As rumored last week, Microsoft made available on April 18 a public beta of its Office 365 bundle of Microsoft-hosted applications.
Office 365 will include updated versions of SharePoint Online, Exchange Online, Lync Online, Office Web Apps and an optional Office 2010 Professional Plus software package, all available as via subscription. It will bring many, though not all, of the capabilities in the on-premises versions of SharePoint 2010, Exchange 2010 and Lync 2010 to cloud users. (Office 365 is Microsoft-hosted, but not yet hosted on Windows Azure, for the record.)
In October 2010, Microsoft introduced an invitation-only, limited beta of Office 365 — the successor to Microsoft’s Business Productivity Online Suite (BPOS), Live@Edu offering and its Office Live Small Business service. Microsoft officials said that more than 100,000 organizations signed up for the beta.
Those interested in kicking the tires of the new public beta, available in 38 markets and 17 languages, can sign up at http://www.Office365.com.
Update: Those who are signing up for new/first-time Office 365 accounts are being told they won’t actually be added to the beta for two weeks, according to  @Karucifer. He’s right. I’ve asked Microsoft why there’s a delay.  and will add any information I receive to this post. Here’s the official response from a spokesperson: “If the tremendous interest we saw in the private beta is any indication, we expect a tremendous response to the public beta, and we want to ensure our customers have a great experience getting into the beta.” Those already testing Office 365 are being upgraded to the new beta automatically, Microsoft execs said.
Microsoft also announced plans on April 18 to take the wraps off the Office 365 Marketplace. The marketplace will highlight partner apps and services for Office 365. There will be 100 apps and 400 professional services in the marketplace to start. The Office 365 marketplace can be found here.
Microsoft execs are continuing to promise Office 365 will drop its beta tag later this year. I continue to hear that will happen in early June.

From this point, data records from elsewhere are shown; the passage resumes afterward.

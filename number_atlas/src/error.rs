// Copyright 2026 the Number Atlas Authors
// SPDX-License-Identifier: Apache-2.0 OR MIT

/// Error raised while rasterizing, caching or rendering a number font.
///
/// Carries a non-exhaustive [`ErrorKind`] plus whatever context was available
/// at the failure site: the character being processed and the label of the
/// cache entry it belonged to.
///
/// Configurations that are merely not renderable and malformed format strings
/// are not errors; they produce placeholder output instead.
#[derive(Debug, Clone, PartialEq, Eq)]
pub struct Error {
    kind: ErrorKind,
    character: Option<char>,
    font: Option<String>,
    detail: Option<String>,
}

impl Error {
    /// The machine-readable category for this error.
    pub fn kind(&self) -> ErrorKind {
        self.kind
    }

    /// The character that was being processed, if any.
    pub fn character(&self) -> Option<char> {
        self.character
    }

    /// Label of the font (usually its cache key) the error occurred in.
    pub fn font(&self) -> Option<&str> {
        self.font.as_deref()
    }

    /// Additional free-form detail, such as a lower-level error message.
    pub fn detail(&self) -> Option<&str> {
        self.detail.as_deref()
    }

    /// Font data could not be parsed.
    pub fn invalid_font(font: impl Into<String>, detail: impl core::fmt::Display) -> Self {
        Self {
            kind: ErrorKind::InvalidFont,
            character: None,
            font: Some(font.into()),
            detail: Some(format!("{detail}")),
        }
    }

    /// The font has no glyph for `character`.
    pub fn missing_glyph(character: char) -> Self {
        Self {
            kind: ErrorKind::MissingGlyph,
            character: Some(character),
            font: None,
            detail: None,
        }
    }

    /// The atlas ran out of room while adding `character`.
    pub fn atlas_full(character: char, width: u32, height: u32) -> Self {
        Self {
            kind: ErrorKind::AtlasFull,
            character: Some(character),
            font: None,
            detail: Some(format!("{width}x{height} atlas")),
        }
    }

    /// A bitmap surface of the given size could not be allocated.
    pub fn surface_allocation(width: u32, height: u32) -> Self {
        Self {
            kind: ErrorKind::SurfaceAllocation,
            character: None,
            font: None,
            detail: Some(format!("{width}x{height}")),
        }
    }

    /// The atlas for `point_size` would exceed `limit` bytes.
    pub fn atlas_too_large(point_size: u32, limit: u64) -> Self {
        Self {
            kind: ErrorKind::SurfaceAllocation,
            character: None,
            font: None,
            detail: Some(format!("point size {point_size} needs an atlas over {limit} bytes")),
        }
    }

    /// Attaches a font label, keeping an existing one.
    pub fn in_font(mut self, font: impl Into<String>) -> Self {
        if self.font.is_none() {
            self.font = Some(font.into());
        }
        self
    }
}

impl core::fmt::Display for Error {
    fn fmt(&self, f: &mut core::fmt::Formatter<'_>) -> core::fmt::Result {
        match self.kind {
            ErrorKind::InvalidFont => write!(f, "invalid font data")?,
            ErrorKind::MissingGlyph => write!(f, "font has no glyph")?,
            ErrorKind::AtlasFull => write!(f, "glyph does not fit in the atlas")?,
            ErrorKind::SurfaceAllocation => write!(f, "could not allocate render surface")?,
        }
        if let Some(character) = self.character {
            write!(f, " for {character:?}")?;
        }
        if let Some(font) = &self.font {
            write!(f, " in font `{font}`")?;
        }
        if let Some(detail) = &self.detail {
            write!(f, " ({detail})")?;
        }
        Ok(())
    }
}

impl core::error::Error for Error {}

/// The non-exhaustive category of an [`Error`].
#[derive(Copy, Clone, Debug, PartialEq, Eq)]
#[non_exhaustive]
pub enum ErrorKind {
    /// The source font's data could not be read.
    InvalidFont,

    /// A requested character has no glyph in the source font.
    MissingGlyph,

    /// The rasterizer's atlas cannot hold every requested glyph.
    AtlasFull,

    /// A temporary or output bitmap could not be allocated.
    SurfaceAllocation,
}

#[cfg(test)]
mod tests {
    use super::*;

    #[test]
    fn display_includes_context() {
        let err = Error::missing_glyph('$').in_font("Arimo_90_$,");
        assert_eq!(err.kind(), ErrorKind::MissingGlyph);
        assert_eq!(err.to_string(), "font has no glyph for '$' in font `Arimo_90_$,`");
    }

    #[test]
    fn in_font_keeps_first_label() {
        let err = Error::invalid_font("first", "bad table").in_font("second");
        assert_eq!(err.font(), Some("first"));
        assert_eq!(err.detail(), Some("bad table"));
    }

    #[test]
    fn oversized_atlas_names_the_point_size() {
        let err = Error::atlas_too_large(200_000, 1 << 28).in_font("Arimo_200000_");
        assert_eq!(err.kind(), ErrorKind::SurfaceAllocation);
        assert_eq!(
            err.to_string(),
            "could not allocate render surface in font `Arimo_200000_` \
             (point size 200000 needs an atlas over 268435456 bytes)"
        );
    }
}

Microsoft seems to be leaning away from offering a “dedicated” version of Office 365, instead focusing on the shared/multitenant crowd with the new version of its cloud-hosted business bundle. The BPOS-D offering is aimed at enterprise customers with 5,000 seats and above. Microsoft is planning to sell Office 365 in a variety of flavors and price points, ranging from the entry-level “K” (kiosk worker) plans, to its its small-business-focused “P” plans, to enterprise-targeted “E” plans. There also will be a separate Office 365 for Education offering.
Microsoft officials said last year that the company is planning to add the Dynamics CRM Online offering to Office 365 at some point in 2011, but have offered no additional details.
Update 2: UK VAR software manager RIchard Gibbons has a good summary of some of the “license mobility” changes Microsoft is making to accommodate users who want to run Microsoft applications in a mix-and-match way across the cloud and on-premises servers.